Upon written notice to the Indemnified Party within five (5) days of the receipt
of such notice, the Company shall be entitled to assume and control the defense
of such Third Party Claim at its expense and through counsel of its choice;
provided, however, that, if there exists or is reasonably likely to exist a
conflict of interest that would make it inappropriate in the reasonable judgment
of such counsel for the same counsel to represent both the Indemnified Party and
the Company, then the Indemnified Party shall be entitled to retain its or his
own counsel in each jurisdiction for which the Indemnified Party reasonably
determines counsel is required, at the expense of the Company. In the event the
Company exercises the right to undertake any such defense against any such Third
Party Claim as provided above, the Indemnified Party shall cooperate with the
Company in such defense and make available to the Company, at the Company's
expense, all witnesses, pertinent records, materials and information in the
Indemnified Party's possession or under the Indemnified Party's control relating
thereto as is reasonably required by the Company. Similarly, in the event the
Indemnified Party is, directly or indirectly, conducting the defense against any
such Third Party Claim, the Company shall cooperate with the Indemnified Party
in such defense and make available to the Indemnified Party, at the Company's
expense, all such witnesses (including himself), records, materials and
information in the Company's possession or under the Company's control relating
thereto as is reasonably required by the Indemnified Party. No such Third Party
Claim may be settled by the Company on behalf of the Indemnified Party without
the prior written consent of the Indemnified Party (which consent shall not be
unreasonably withheld); provided, however, in the event that the Indemnified
Party does not consent to any such settlement that would provide it with a full
release from indemnified Losses and would not require it to take, or refrain
from taking, any action, the Company's liability for indemnification shall not
exceed the amount of such proposed settlement. The Indemnified Party will
refrain from any act or omission that is inconsistent with the position taken by
the Company in the defense of a Third Party Claim unless the Indemnified Party
determines that such act or omission is reasonably necessary to protect its own
interest.


                                       18


                                    ARTICLE V
                                  MISCELLANEOUS

      5.1 FEES AND EXPENSES. Except as otherwise set forth in this Section 5.1
or the Registration Rights Agreement, each party shall pay the fees and expenses
of its advisers, counsel, accountants and other experts, if any, and all other
expenses incurred by such party incident to the negotiation, preparation,
execution, delivery and performance of this Agreement. The Company shall pay all
stamp and other taxes and duties levied in connection with the issuance of the
Securities. The Company agrees to pay the reasonable fees, costs and expenses of
Browne Rosedale & Lanouette LLP in connection with the preparation, negotiation
and documenting of the Transaction Documents and other matters related hereto,
up to $25,000, to be paid at the initial Closing.

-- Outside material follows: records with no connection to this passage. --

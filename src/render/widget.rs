use petgraph::visit::{EdgeRef, IntoEdgeReferences};
use serde::Serialize;

use super::{GraphRenderer, RenderContext};
use crate::classify::Classifier;
use crate::error::RenderError;
use crate::graph::KnowledgeGraph;
use crate::style::to_hex;

const VIS_NETWORK_SCRIPT: &str =
    "https://unpkg.com/vis-network@9.1.9/standalone/umd/vis-network.min.js";

#[derive(Debug, Serialize)]
struct WidgetNode<'a> {
    id: &'a str,
    label: &'a str,
    title: &'a str,
    color: String,
    size: f32,
    group: &'static str,
}

#[derive(Debug, Serialize)]
struct WidgetEdge<'a> {
    from: &'a str,
    to: &'a str,
    title: &'a str,
    arrows: &'static str,
}

#[derive(Debug, Serialize)]
struct WidgetData<'a> {
    nodes: Vec<WidgetNode<'a>>,
    edges: Vec<WidgetEdge<'a>>,
}

/// Self-contained interactive page describing the subgraph.
#[derive(Debug, Clone, PartialEq, Eq)]
pub struct WidgetDocument {
    pub html: String,
    pub node_count: usize,
    pub edge_count: usize,
}

impl WidgetDocument {
    pub fn is_empty(&self) -> bool {
        self.node_count == 0
    }
}

/// Embedded network widget backend (vis-network). The document is built in
/// memory, nothing touches the filesystem.
#[derive(Debug, Clone)]
pub struct WidgetRenderer {
    pub height: String,
    pub width: String,
}

impl Default for WidgetRenderer {
    fn default() -> Self {
        Self {
            height: "700px".to_string(),
            width: "100%".to_string(),
        }
    }
}

impl WidgetRenderer {
    fn data<'a>(
        g: &'a KnowledgeGraph,
        classifier: &Classifier,
        ctx: &RenderContext,
    ) -> WidgetData<'a> {
        let nodes = g
            .nodes()
            .map(|label| {
                let category = classifier.classify(label);
                let style = ctx.style.category(category);
                WidgetNode {
                    id: label,
                    label,
                    title: label,
                    color: to_hex(style.color),
                    size: style.size,
                    group: category.group(),
                }
            })
            .collect();

        let edges = g
            .g()
            .edge_references()
            .map(|e| WidgetEdge {
                from: g.g()[e.source()].as_str(),
                to: g.g()[e.target()].as_str(),
                title: e.weight().as_str(),
                arrows: "to",
            })
            .collect();

        WidgetData { nodes, edges }
    }

    fn page(&self, title: &str, body: &str) -> String {
        format!(
            r#"<!DOCTYPE html>
<html>
<head>
<meta charset="utf-8">
<title>{title}</title>
<script src="{VIS_NETWORK_SCRIPT}"></script>
<style>
  body {{ margin: 0; font-family: sans-serif; }}
  #graph {{ width: {width}; height: {height}; border: 1px solid lightgray; }}
  .empty {{ padding: 2em; color: #888; }}
</style>
</head>
<body>
{body}
</body>
</html>
"#,
            title = escape_html(title),
            width = self.width,
            height = self.height,
        )
    }
}

impl GraphRenderer for WidgetRenderer {
    type Output = WidgetDocument;

    fn render(
        &self,
        g: &KnowledgeGraph,
        classifier: &Classifier,
        ctx: &RenderContext,
    ) -> Result<WidgetDocument, RenderError> {
        if g.is_empty() {
            return Ok(WidgetDocument {
                html: self.page(
                    &ctx.title,
                    r#"<div class="empty">No graph data to display.</div>"#,
                ),
                node_count: 0,
                edge_count: 0,
            });
        }

        let data = serde_json::to_string(&Self::data(g, classifier, ctx))?;
        let body = format!(
            r#"<div id="graph"></div>
<script>
  const data = {data};
  const container = document.getElementById("graph");
  const options = {{
    edges: {{ color: {{ inherit: true }}, smooth: false }},
    interaction: {{ hover: true }},
    physics: {{ solver: "barnesHut", stabilization: {{ iterations: 1000 }} }}
  }};
  new vis.Network(container, {{
    nodes: new vis.DataSet(data.nodes),
    edges: new vis.DataSet(data.edges)
  }}, options);
</script>"#,
            data = escape_script(&data),
        );

        Ok(WidgetDocument {
            html: self.page(&ctx.title, &body),
            node_count: g.node_count(),
            edge_count: g.edge_count(),
        })
    }
}

fn escape_html(s: &str) -> String {
    let mut out = String::with_capacity(s.len());
    for c in s.chars() {
        match c {
            '&' => out.push_str("&amp;"),
            '<' => out.push_str("&lt;"),
            '>' => out.push_str("&gt;"),
            '"' => out.push_str("&quot;"),
            '\'' => out.push_str("&#39;"),
            _ => out.push(c),
        }
    }
    out
}

/// Keeps JSON embedded in a `<script>` element from closing it early.
fn escape_script(json: &str) -> String {
    json.replace("</", "<\\/")
}

#[cfg(test)]
mod tests {
    use super::*;
    use crate::store::{Triplet, Triplets};
    use crate::style::StyleGraph;

    fn render(t: &Triplets) -> WidgetDocument {
        WidgetRenderer::default()
            .render(
                &KnowledgeGraph::from_triplets(t),
                &Classifier::new(t),
                &RenderContext::new("Knowledge Graph: DrugA", StyleGraph::default()),
            )
            .unwrap()
    }

    #[test]
    fn document_describes_nodes_and_edges() {
        let t = Triplets::new(vec![
            Triplet::new("NCT001", "treats", "DrugA"),
            Triplet::new("DrugA", "has_condition", "CancerX"),
        ]);
        let doc = render(&t);
        assert_eq!(doc.node_count, 3);
        assert_eq!(doc.edge_count, 2);
        assert!(doc.html.contains(r##""id":"NCT001""##));
        assert!(doc.html.contains(r##""color":"#1f77b4""##));
        assert!(doc.html.contains(r#""group":"condition""#));
        assert!(doc.html.contains(r#""title":"has_condition""#));
        assert!(doc.html.contains(r#""arrows":"to""#));
        assert!(doc.html.contains("<title>Knowledge Graph: DrugA</title>"));
    }

    #[test]
    fn empty_graph_gives_message_page() {
        let doc = render(&Triplets::empty());
        assert!(doc.is_empty());
        assert!(doc.html.contains("No graph data to display."));
        assert!(!doc.html.contains("vis.Network"));
    }

    #[test]
    fn script_content_is_escaped() {
        let t = Triplets::new(vec![Triplet::new("</script><b>", "r", "X")]);
        let doc = render(&t);
        assert!(!doc.html.contains("</script><b>"));
        assert!(doc.html.contains("<\\/script><b>"));
    }

    #[test]
    fn title_is_escaped() {
        assert_eq!(escape_html("a<b>&\"c\""), "a&lt;b&gt;&amp;&quot;c&quot;");
    }
}
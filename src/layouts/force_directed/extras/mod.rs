mod core;

pub mod center_gravity;

pub use center_gravity::{CenterGravity, CenterGravityParams};
pub use core::{Extra, ExtraForce};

      5.2 ENTIRE AGREEMENT; AMENDMENTS. The Transaction Documents, together with
the Exhibits and Schedules thereto and the Transfer Agent Instructions contain
the entire understanding of the parties with respect to the subject matter
hereof and supersede all prior agreements and understandings, oral or written,
with respect to such matters, which the parties acknowledge have been merged
into such documents, exhibits and schedules.

      5.3 NOTICES. Any and all notices or other communications or deliveries
required or permitted to be provided hereunder shall be in writing and shall be
deemed given and effective on the earliest of (i) the date of transmission, if
such notice or communication is delivered via facsimile at the facsimile
telephone number specified in this Section at or prior to 5:00 p.m. (Eastern
Time) on a Business Day, (ii) the Business Day after the date of transmission,
if such notice or communication is delivered via facsimile at the facsimile
telephone number specified in this Agreement later than 5:00 p.m. (Eastern Time)
on any date and earlier than 11:59 p.m. (Eastern Time) on such date, (iii) the
Business Day following the date of mailing, if sent by nationally recognized
overnight courier service, or (iv) upon actual receipt by the party to whom such
notice is required to be given. The address for such notices and communications
shall be as follows:

      If to the Company:            Syscan Imaging, Inc.
                                    1772 Technology Drive
                                    San Jose, California 95110
                                    Facsimile No.: (408) 436-6151
                                    Attn: Chief Executive Officer


                                       19


      With copies to:               Ellenoff Grossman & Schole LLP
                                    370 Lexington Avenue
                                    New York, New York 10017
                                    Attn: Jody R. Samuels, Esq.
                                    Facsimile No.: (212) 370-7889

      If to a Purchaser:            To the address set forth under such
                                    Purchaser's name on the signature pages
                                    hereto.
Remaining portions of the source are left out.